On the day before he formally accepts the Republican presidential nomination, Mitt Romney slammed President Obama in a speech here Wednesday for military budget cuts that he said would devastate the country’s already beleaguered economy.

Romney said the automatic defense cuts known as “sequestration” that are scheduled to take effect Jan. 1 would result in as many as 1.5 million lost jobs and a significant decline in the overall economy, as well as impair long-stretched veterans’ programs. If he is elected, Romney told the national convention of the American Legion, his administration would not impose such cuts.

“A year ago, President Obama told your national convention that, ‘We cannot, we must not, we will not balance the budget on the backs of our veterans,’ ” Romney told the veterans organization. “I thought I’d finally agreed with him on something. But now he’s on the verge of breaking that promise. The Obama administration is set to cut defense spending by nearly a trillion dollars. My administration will not.”

Romney made a day trip to Indianapolis to address the American Legion, an opportunity he called “a privilege not to be missed.” But minutes after finishing the speech, Romney headed to the airport for a flight back to Tampa. He is scheduled to be in the convention city in time to watch the prime-time speeches, including by his vice presidential running mate, Rep. Paul Ryan (Wis.).

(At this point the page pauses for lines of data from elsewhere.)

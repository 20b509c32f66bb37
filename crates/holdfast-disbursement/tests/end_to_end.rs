//! End-to-end disbursement tests.
//!
//! Real stores, a manual clock, and a ledger wrapper that injects write
//! failures. They cover the scheduler's guarantees: exactly-once release,
//! window and complaint gating, reconciliation after a failed post, and
//! conservation of money across a randomized run.

use std::sync::atomic::{AtomicUsize, Ordering};
use std::sync::Arc;
use std::time::Duration as StdDuration;

use async_trait::async_trait;
use chrono::{DateTime, Duration, Utc};
use holdfast_disbursement::*;
use holdfast_escrow::*;
use holdfast_ledger::{ConservationAuditor, InMemoryLedgerStore, LedgerStore, WalletAccessor};
use holdfast_types::*;
use rand::Rng;

// ---------------------------------------------------------------------------
// Flaky ledger
// ---------------------------------------------------------------------------

/// How an injected append failure behaves.
#[derive(Debug, Clone, Copy, PartialEq, Eq)]
enum Fault {
    /// The write never happens.
    BeforeWrite,
    /// The write lands but the caller sees an error.
    AfterWrite,
}

struct FlakyLedgerStore {
    inner: InMemoryLedgerStore,
    failures_left: AtomicUsize,
    fault: Fault,
}

impl FlakyLedgerStore {
    fn new(fault: Fault) -> Self {
        Self {
            inner: InMemoryLedgerStore::new(),
            failures_left: AtomicUsize::new(0),
            fault,
        }
    }

    fn fail_next(&self, n: usize) {
        self.failures_left.store(n, Ordering::SeqCst);
    }

    fn take_failure(&self) -> bool {
        self.failures_left
            .fetch_update(Ordering::SeqCst, Ordering::SeqCst, |n| n.checked_sub(1))
            .is_ok()
    }
}

#[async_trait]
impl LedgerStore for FlakyLedgerStore {
    async fn wallet_for_owner(&self, owner: UserId, at: DateTime<Utc>) -> Result<Wallet> {
        self.inner.wallet_for_owner(owner, at).await
    }

    async fn wallet(&self, id: WalletId) -> Result<Wallet> {
        self.inner.wallet(id).await
    }

    async fn wallets(&self) -> Result<Vec<Wallet>> {
        self.inner.wallets().await
    }

    async fn append(&self, draft: EntryDraft, at: DateTime<Utc>) -> Result<Posting> {
        if !self.take_failure() {
            return self.inner.append(draft, at).await;
        }
        if self.fault == Fault::AfterWrite {
            self.inner.append(draft, at).await?;
        }
        Err(HoldfastError::Datastore("injected append failure".into()))
    }

    async fn find(&self, key: &IdempotencyKey) -> Result<Option<LedgerEntry>> {
        self.inner.find(key).await
    }

    async fn entries_for_wallet(&self, wallet: WalletId) -> Result<Vec<LedgerEntry>> {
        self.inner.entries_for_wallet(wallet).await
    }

    async fn entries_for_scope(&self, scope: &RefScope) -> Result<Vec<LedgerEntry>> {
        self.inner.entries_for_scope(scope).await
    }

    async fn rebuild_balance(&self, wallet: WalletId) -> Result<Wallet> {
        self.inner.rebuild_balance(wallet).await
    }
}

// ---------------------------------------------------------------------------
// Harness
// ---------------------------------------------------------------------------

struct Harness {
    clock: Arc<ManualClock>,
    ledger: Arc<dyn LedgerStore>,
    orders: Arc<InMemoryOrderStore>,
    complaints: Arc<InMemoryComplaintBoard>,
    shops: Arc<InMemoryShopDirectory>,
    machine: EscrowMachine,
    scheduler: Arc<DisbursementScheduler>,
}

impl Harness {
    fn new() -> Self {
        Self::with_ledger(Arc::new(InMemoryLedgerStore::new()))
    }

    fn with_ledger(ledger: Arc<dyn LedgerStore>) -> Self {
        let clock = Arc::new(ManualClock::new(Utc::now()));
        let orders = Arc::new(InMemoryOrderStore::new());
        let complaints = Arc::new(InMemoryComplaintBoard::new());
        let shops = Arc::new(InMemoryShopDirectory::new());
        let machine = EscrowMachine::new(
            orders.clone(),
            WalletAccessor::new(ledger.clone(), clock.clone()),
            complaints.clone(),
            shops.clone(),
            clock.clone(),
            Duration::hours(72),
        );
        let scheduler = Arc::new(DisbursementScheduler::new(
            machine.clone(),
            StdDuration::from_secs(15 * 60),
            8,
        ));
        Self {
            clock,
            ledger,
            orders,
            complaints,
            shops,
            machine,
            scheduler,
        }
    }

    /// A second scheduler replica over the same stores.
    fn replica(&self) -> DisbursementScheduler {
        DisbursementScheduler::new(self.machine.clone(), StdDuration::from_secs(15 * 60), 8)
    }

    fn seller(&self) -> (UserId, ShopId) {
        let owner = UserId::new();
        let shop = self.shops.register(owner, "Harbor Stall").unwrap();
        (owner, shop.id)
    }

    async fn hold(&self, shop: ShopId, amount: u64, age: Duration) -> OrderItem {
        let now = self.clock.now();
        let order = Order::dummy_paid(UserId::new(), Amount::new(amount), now);
        let item = OrderItem::dummy_holding(order.id, shop, Amount::new(amount), now - age);
        self.orders.insert(order, vec![item.clone()]).await.unwrap();
        item
    }

    async fn balance(&self, user: UserId) -> Amount {
        let wallet = self.ledger.wallet_for_owner(user, self.clock.now()).await.unwrap();
        wallet.balance
    }

    async fn settlement_entries(&self, item: OrderItemId) -> Vec<LedgerEntry> {
        self.ledger
            .entries_for_scope(&RefScope::OrderItem(item))
            .await
            .unwrap()
    }
}

// ---------------------------------------------------------------------------
// Scenarios
// ---------------------------------------------------------------------------

#[tokio::test]
async fn elapsed_hold_released_by_one_tick() {
    let h = Harness::new();
    let (seller, shop) = h.seller();
    let item = h.hold(shop, 100_000, Duration::hours(73)).await;

    let report = h.scheduler.tick().await.unwrap();
    assert_eq!(report.released, vec![item.id]);
    assert!(report.failed.is_empty());

    assert_eq!(h.balance(seller).await, Amount::new(100_000));
    let stored = h.orders.item(item.id).await.unwrap();
    assert_eq!(stored.hold_status, HoldStatus::Released);
    assert_eq!(h.settlement_entries(item.id).await.len(), 1);

    let status = h.scheduler.status();
    assert_eq!(status.ticks, 1);
    assert_eq!(status.last_tick_processed, 1);
}

#[tokio::test(flavor = "multi_thread", worker_threads = 4)]
async fn racing_claims_move_money_once() {
    let h = Harness::new();
    let (seller, shop) = h.seller();
    let item = h.hold(shop, 100_000, Duration::hours(73)).await;

    let attempts = (0..2).map(|_| {
        let machine = h.machine.clone();
        let snapshot = item.clone();
        tokio::spawn(async move { machine.release_elapsed(&snapshot).await })
    });
    let results: Vec<_> = futures::future::join_all(attempts)
        .await
        .into_iter()
        .map(|r| r.unwrap())
        .collect();

    assert_eq!(results.iter().filter(|r| r.is_ok()).count(), 1);
    assert!(
        results
            .iter()
            .any(|r| matches!(r, Err(HoldfastError::ClaimConflict(id)) if *id == item.id))
    );
    assert_eq!(h.settlement_entries(item.id).await.len(), 1);
    assert_eq!(h.balance(seller).await, Amount::new(100_000));
}

#[tokio::test(flavor = "multi_thread", worker_threads = 4)]
async fn replicas_ticking_together_release_each_item_once() {
    let h = Harness::new();
    let (seller, shop) = h.seller();
    let mut total = 0u64;
    for n in 1..=40u64 {
        h.hold(shop, n * 100, Duration::hours(80)).await;
        total += n * 100;
    }

    let replica = h.replica();
    let (a, b) = tokio::join!(h.scheduler.tick(), replica.tick());
    let (a, b) = (a.unwrap(), b.unwrap());

    assert_eq!(a.released.len() + b.released.len(), 40);
    assert!(a.failed.is_empty() && b.failed.is_empty());
    assert_eq!(h.balance(seller).await, Amount::new(total));
    assert!(h.orders.holding_items(None).await.unwrap().is_empty());
}

#[tokio::test]
async fn refund_after_scheduler_claim_is_already_terminal() {
    let h = Harness::new();
    let (seller, shop) = h.seller();
    let item = h.hold(shop, 5_000, Duration::hours(73)).await;
    h.scheduler.tick().await.unwrap();

    let err = h
        .machine
        .apply_verdict(item.id, TicketId::new(), ComplaintVerdict::ForceRefund)
        .await
        .unwrap_err();
    assert!(matches!(
        err,
        HoldfastError::AlreadyTerminal { status: HoldStatus::Released, .. }
    ));

    let entries = h.settlement_entries(item.id).await;
    assert_eq!(entries.len(), 1);
    assert_eq!(entries[0].kind, EntryKind::Release);
    assert_eq!(h.balance(seller).await, Amount::new(5_000));
}

#[tokio::test]
async fn window_is_enforced_to_the_second() {
    let h = Harness::new();
    let (seller, shop) = h.seller();
    let item = h
        .hold(shop, 700, Duration::hours(72) - Duration::seconds(1))
        .await;

    let report = h.scheduler.tick().await.unwrap();
    assert_eq!(report.candidates, 0);
    assert_eq!(h.balance(seller).await, Amount::ZERO);

    h.clock.advance(Duration::seconds(1));
    let report = h.scheduler.tick().await.unwrap();
    assert_eq!(report.released, vec![item.id]);
    assert_eq!(h.balance(seller).await, Amount::new(700));
}

#[tokio::test]
async fn complaint_defers_until_cleared() {
    let h = Harness::new();
    let (seller, shop) = h.seller();
    let item = h.hold(shop, 2_500, Duration::hours(100)).await;
    h.complaints.open(item.id, TicketId::new()).unwrap();

    let report = h.scheduler.tick().await.unwrap();
    assert_eq!(report.deferred, 1);
    assert!(report.released.is_empty());
    assert!(report.failed.is_empty());
    assert!(h.orders.item(item.id).await.unwrap().is_holding());

    h.complaints.close(item.id).unwrap();
    let report = h.scheduler.tick().await.unwrap();
    assert_eq!(report.released, vec![item.id]);
    assert_eq!(h.balance(seller).await, Amount::new(2_500));
}

#[tokio::test]
async fn failed_post_is_completed_by_next_tick() {
    let flaky = Arc::new(FlakyLedgerStore::new(Fault::BeforeWrite));
    let h = Harness::with_ledger(flaky.clone());
    let (seller, shop) = h.seller();
    let item = h.hold(shop, 9_000, Duration::hours(73)).await;

    flaky.fail_next(1);
    let first = h.scheduler.tick().await.unwrap();
    assert_eq!(first.failed.len(), 1);
    assert!(matches!(first.failed[0].1, HoldfastError::LedgerWriteFailed { .. }));

    // Claimed, not rolled back, no money moved yet.
    let stored = h.orders.item(item.id).await.unwrap();
    assert_eq!(stored.hold_status, HoldStatus::Released);
    assert!(stored.awaiting_ledger());
    assert_eq!(h.balance(seller).await, Amount::ZERO);

    let second = h.scheduler.tick().await.unwrap();
    assert_eq!(second.reconciled, 1);
    assert!(second.failed.is_empty());
    assert_eq!(h.balance(seller).await, Amount::new(9_000));
    assert!(!h.orders.item(item.id).await.unwrap().awaiting_ledger());
}

#[tokio::test]
async fn refund_verdict_on_unposted_claim_never_adds_a_refund() {
    let flaky = Arc::new(FlakyLedgerStore::new(Fault::BeforeWrite));
    let h = Harness::with_ledger(flaky.clone());
    let (seller, shop) = h.seller();
    let item = h.hold(shop, 6_000, Duration::hours(73)).await;

    flaky.fail_next(1);
    h.scheduler.tick().await.unwrap();
    assert!(h.orders.item(item.id).await.unwrap().awaiting_ledger());

    let err = h
        .machine
        .apply_verdict(item.id, TicketId::new(), ComplaintVerdict::ForceRefund)
        .await
        .unwrap_err();
    assert!(matches!(
        err,
        HoldfastError::AlreadyTerminal { status: HoldStatus::Released, .. }
    ));

    h.scheduler.tick().await.unwrap();
    let entries = h.settlement_entries(item.id).await;
    assert_eq!(entries.len(), 1);
    assert_eq!(entries[0].kind, EntryKind::Release);
    assert_eq!(h.balance(seller).await, Amount::new(6_000));
}

#[tokio::test]
async fn lost_ack_is_replayed_not_paid_twice() {
    let flaky = Arc::new(FlakyLedgerStore::new(Fault::AfterWrite));
    let h = Harness::with_ledger(flaky.clone());
    let (seller, shop) = h.seller();
    let item = h.hold(shop, 4_000, Duration::hours(73)).await;

    flaky.fail_next(1);
    let first = h.scheduler.tick().await.unwrap();
    assert_eq!(first.failed.len(), 1);
    // The credit landed even though the caller saw an error.
    assert_eq!(h.balance(seller).await, Amount::new(4_000));

    let done = h
        .machine
        .complete_claimed(h.orders.item(item.id).await.unwrap())
        .await
        .unwrap();
    assert!(done.replayed);
    assert!(done.recorded);
    assert_eq!(h.balance(seller).await, Amount::new(4_000));
    assert_eq!(h.settlement_entries(item.id).await.len(), 1);
}

#[tokio::test]
async fn manual_trigger_shares_the_claim() {
    let h = Harness::new();
    let (seller, shop) = h.seller();
    let item = h.hold(shop, 1_200, Duration::hours(90)).await;
    let trigger = ManualTrigger::new(h.machine.clone(), StdDuration::from_secs(5));

    let outcome = trigger.release(item.id, TriggerMode::Elapsed).await.unwrap();
    assert!(matches!(outcome, TriggerOutcome::Settled(_)));

    let report = h.scheduler.tick().await.unwrap();
    assert_eq!(report.candidates, 0);
    assert_eq!(h.balance(seller).await, Amount::new(1_200));
}

#[tokio::test]
async fn randomized_run_conserves_money() {
    let h = Harness::new();
    let mut rng = rand::thread_rng();
    let sellers: Vec<(UserId, ShopId)> = (0..4).map(|_| h.seller()).collect();
    let mut items = Vec::new();

    for _ in 0..60 {
        let (_, shop) = sellers[rng.gen_range(0..sellers.len())];
        let age = Duration::hours(rng.gen_range(0..120));
        let item = h.hold(shop, rng.gen_range(1..50_000), age).await;
        if rng.gen_bool(0.2) {
            h.complaints.open(item.id, TicketId::new()).unwrap();
        }
        items.push(item);
    }

    for round in 0..6 {
        h.scheduler.tick().await.unwrap();
        for item in &items {
            if rng.gen_bool(0.1) {
                let verdict = if rng.gen_bool(0.5) {
                    ComplaintVerdict::ForceRefund
                } else {
                    ComplaintVerdict::ForceRelease
                };
                // Terminal items answer AlreadyTerminal; that is expected here.
                let _ = h.machine.apply_verdict(item.id, TicketId::new(), verdict).await;
                h.complaints.close(item.id).unwrap();
            }
        }
        h.clock.advance(Duration::hours(12 + round));
    }

    ConservationAuditor::new(h.ledger.clone()).audit().await.unwrap();

    for item in &items {
        let stored = h.orders.item(item.id).await.unwrap();
        let entries = h.settlement_entries(item.id).await;
        if stored.is_holding() {
            assert!(entries.is_empty(), "{} holding with ledger entries", item.id);
        } else {
            assert_eq!(entries.len(), 1, "{} settled {} times", item.id, entries.len());
            assert_eq!(entries[0].amount, item.hold_amount);
            assert_eq!(stored.settlement_entry, Some(entries[0].id));
        }
    }
}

In his address here, Romney made it clear that he sees the economy as the driving issue in the race against Obama. But he said the first job of the government is to keep the American people safe.

“When a country is hurting at home, the biggest political debates are understandably about domestic issues — how to get small business growing again, how to get jobless Americans back to work, how to show people who feel trapped in this stagnant economy that the hard times won’t last forever because a better future is about to dawn,” Romney said.

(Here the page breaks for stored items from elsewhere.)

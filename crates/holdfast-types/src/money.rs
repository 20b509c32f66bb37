//! Money in the smallest currency unit.
//!
//! Holdfast handles a single currency. Amounts are non-negative integers;
//! direction lives on the ledger entry, never in the sign of the amount.

use std::fmt;

use rust_decimal::Decimal;
use rust_decimal::prelude::ToPrimitive;
use serde::{Deserialize, Serialize};

/// An amount of money in minor units (e.g. cents, đồng).
#[derive(
    Debug, Clone, Copy, Default, PartialEq, Eq, Hash, PartialOrd, Ord, Serialize, Deserialize,
)]
#[serde(transparent)]
pub struct Amount(pub u64);

impl Amount {
    pub const ZERO: Self = Self(0);

    #[must_use]
    pub const fn new(minor_units: u64) -> Self {
        Self(minor_units)
    }

    #[must_use]
    pub const fn minor_units(self) -> u64 {
        self.0
    }

    #[must_use]
    pub const fn is_zero(self) -> bool {
        self.0 == 0
    }

    #[must_use]
    pub fn checked_add(self, other: Self) -> Option<Self> {
        self.0.checked_add(other.0).map(Self)
    }

    #[must_use]
    pub fn checked_sub(self, other: Self) -> Option<Self> {
        self.0.checked_sub(other.0).map(Self)
    }

    #[must_use]
    pub fn checked_mul(self, factor: u64) -> Option<Self> {
        self.0.checked_mul(factor).map(Self)
    }

    #[must_use]
    pub fn saturating_sub(self, other: Self) -> Self {
        Self(self.0.saturating_sub(other.0))
    }

    /// Apply a fractional rate and round toward zero.
    ///
    /// Returns `None` if the rate is negative or the result does not fit.
    #[must_use]
    pub fn apply_rate_floor(self, rate: Decimal) -> Option<Self> {
        if rate.is_sign_negative() {
            return None;
        }
        let scaled = Decimal::from(self.0).checked_mul(rate)?;
        scaled.floor().to_u64().map(Self)
    }

    /// Value as a signed 128-bit integer, for ledger projections.
    #[must_use]
    pub fn as_i128(self) -> i128 {
        i128::from(self.0)
    }
}

impl fmt::Display for Amount {
    fn fmt(&self, f: &mut fmt::Formatter<'_>) -> fmt::Result {
        write!(f, "{}", self.0)
    }
}

impl From<u64> for Amount {
    fn from(value: u64) -> Self {
        Self(value)
    }
}

impl std::iter::Sum for Amount {
    /// Saturates instead of wrapping; callers that need overflow errors use
    /// [`Amount::checked_add`].
    fn sum<I: Iterator<Item = Self>>(iter: I) -> Self {
        Self(iter.fold(0u64, |acc, a| acc.saturating_add(a.0)))
    }
}
//! Injectable time source.
//!
//! Escrow windows are measured against a [`Clock`] rather than `Utc::now()`
//! so that a scheduler tick can be driven deterministically in tests.

use std::fmt::Debug;

use chrono::{DateTime, Utc};

/// Source of the current time.
pub trait Clock: Send + Sync + Debug {
    fn now(&self) -> DateTime<Utc>;
}

/// Wall-clock time.
#[derive(Debug, Clone, Copy, Default)]
pub struct SystemClock;

impl Clock for SystemClock {
    fn now(&self) -> DateTime<Utc> {
        Utc::now()
    }
}

#[cfg(any(test, feature = "test-helpers"))]
pub use manual::ManualClock;

#[cfg(any(test, feature = "test-helpers"))]
mod manual {
    use std::sync::Mutex;

    use chrono::{DateTime, Duration, Utc};

    use super::Clock;

    /// A clock that only moves when told to.
    #[derive(Debug)]
    pub struct ManualClock {
        now: Mutex<DateTime<Utc>>,
    }

    impl ManualClock {
        #[must_use]
        pub fn new(start: DateTime<Utc>) -> Self {
            Self {
                now: Mutex::new(start),
            }
        }

        pub fn advance(&self, by: Duration) {
            let mut now = self.now.lock().unwrap_or_else(std::sync::PoisonError::into_inner);
            *now += by;
        }

        pub fn set(&self, at: DateTime<Utc>) {
            *self.now.lock().unwrap_or_else(std::sync::PoisonError::into_inner) = at;
        }
    }

    impl Clock for ManualClock {
        fn now(&self) -> DateTime<Utc> {
            *self.now.lock().unwrap_or_else(std::sync::PoisonError::into_inner)
        }
    }
}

“But you and I know that our debates can change suddenly with a ringing phone in the dead of the night, or a grim-faced reporter in the middle of the day, or a plume of smoke on a clear, blue morning,” he continued.

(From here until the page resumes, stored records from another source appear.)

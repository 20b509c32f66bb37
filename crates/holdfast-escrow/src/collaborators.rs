//! Ports to the systems around the escrow engine.
//!
//! The complaint workflow decides; this crate only asks whether a complaint
//! is open and consumes verdicts. The shop directory maps a shop to the
//! user whose wallet receives released funds.

use std::collections::HashMap;
use std::sync::{Mutex, MutexGuard};

use async_trait::async_trait;
use holdfast_types::{HoldfastError, OrderItemId, Result, ShopId, TicketId, UserId};
use serde::{Deserialize, Serialize};

/// Outcome of a resolved complaint.
#[derive(Debug, Clone, Copy, PartialEq, Eq, Hash, Serialize, Deserialize)]
pub enum ComplaintVerdict {
    /// Buyer wins: the held amount goes back to the buyer.
    ForceRefund,
    /// Seller wins: the held amount is released now, window or not.
    ForceRelease,
}

/// Answers "is there an open complaint on this item?".
#[async_trait]
pub trait ComplaintGate: Send + Sync {
    async fn has_open_complaint(&self, item: OrderItemId) -> Result<bool>;
}

/// A shop and the user who owns it.
#[derive(Debug, Clone, PartialEq, Eq, Serialize, Deserialize)]
pub struct Shop {
    pub id: ShopId,
    pub owner_id: UserId,
    pub name: String,
}

#[async_trait]
pub trait ShopDirectory: Send + Sync {
    /// # Errors
    /// [`HoldfastError::ShopNotFound`] for an unknown shop.
    async fn shop(&self, id: ShopId) -> Result<Shop>;
}

// ---------------------------------------------------------------------------
// In-memory adapters
// ---------------------------------------------------------------------------

/// Open complaints keyed by item.
#[derive(Debug, Default)]
pub struct InMemoryComplaintBoard {
    open: Mutex<HashMap<OrderItemId, TicketId>>,
}

impl InMemoryComplaintBoard {
    #[must_use]
    pub fn new() -> Self {
        Self::default()
    }

    fn lock(&self) -> Result<MutexGuard<'_, HashMap<OrderItemId, TicketId>>> {
        self.open
            .lock()
            .map_err(|e| HoldfastError::Datastore(format!("complaint board lock poisoned: {e}")))
    }

    /// File a complaint. Returns the ticket already open for the item, if any.
    pub fn open(&self, item: OrderItemId, ticket: TicketId) -> Result<TicketId> {
        Ok(*self.lock()?.entry(item).or_insert(ticket))
    }

    /// Close the complaint on `item`, returning its ticket.
    pub fn close(&self, item: OrderItemId) -> Result<Option<TicketId>> {
        Ok(self.lock()?.remove(&item))
    }
}

#[async_trait]
impl ComplaintGate for InMemoryComplaintBoard {
    async fn has_open_complaint(&self, item: OrderItemId) -> Result<bool> {
        Ok(self.lock()?.contains_key(&item))
    }
}

#[derive(Debug, Default)]
pub struct InMemoryShopDirectory {
    shops: Mutex<HashMap<ShopId, Shop>>,
}

impl InMemoryShopDirectory {
    #[must_use]
    pub fn new() -> Self {
        Self::default()
    }

    fn lock(&self) -> Result<MutexGuard<'_, HashMap<ShopId, Shop>>> {
        self.shops
            .lock()
            .map_err(|e| HoldfastError::Datastore(format!("shop directory lock poisoned: {e}")))
    }

    /// Register a shop owned by `owner`.
    pub fn register(&self, owner: UserId, name: impl Into<String>) -> Result<Shop> {
        let shop = Shop {
            id: ShopId::new(),
            owner_id: owner,
            name: name.into(),
        };
        self.lock()?.insert(shop.id, shop.clone());
        Ok(shop)
    }
}

#[async_trait]
impl ShopDirectory for InMemoryShopDirectory {
    async fn shop(&self, id: ShopId) -> Result<Shop> {
        self.lock()?
            .get(&id)
            .cloned()
            .ok_or(HoldfastError::ShopNotFound(id))
    }
}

The Obama campaign was quick to respond to Romney’s comments.

“Throughout this campaign, Mitt Romney has offered a lot of reckless bluster and vague platitudes but zero specific national security policies — and that continued at the American Legion today,” Lis Smith, spokeswoman for Obama’s campaign, said in a statement. “If Mitt Romney were truly serious about helping veterans, he’d tell Congressman Ryan and his Republican allies in Congress to work with the President to achieve a balanced deficit reduction plan that includes asking millionaires and billionaires to pay their fair share while investing in veterans and the middle class — as the President’s plan does.”

Romney also tore into Obama over a backlog of disability claims and long waits for mental-health treatments at the Veterans Administration. “Beyond the president’s failure to deliver an economic recovery, and beyond what I see as reckless defense cuts, are the reproachable failures at the VA itself,” he said.

Romney also cited a request by the Obama administration to increase fees for Tricare, the veterans’ health insurance program.

“I will not ask our wartime military to shoulder sacrifices while the rest of government grows,” Romney said. “I’ll not ask our service members, active or retired, to pay more for their health care to free up room for Obamacare.”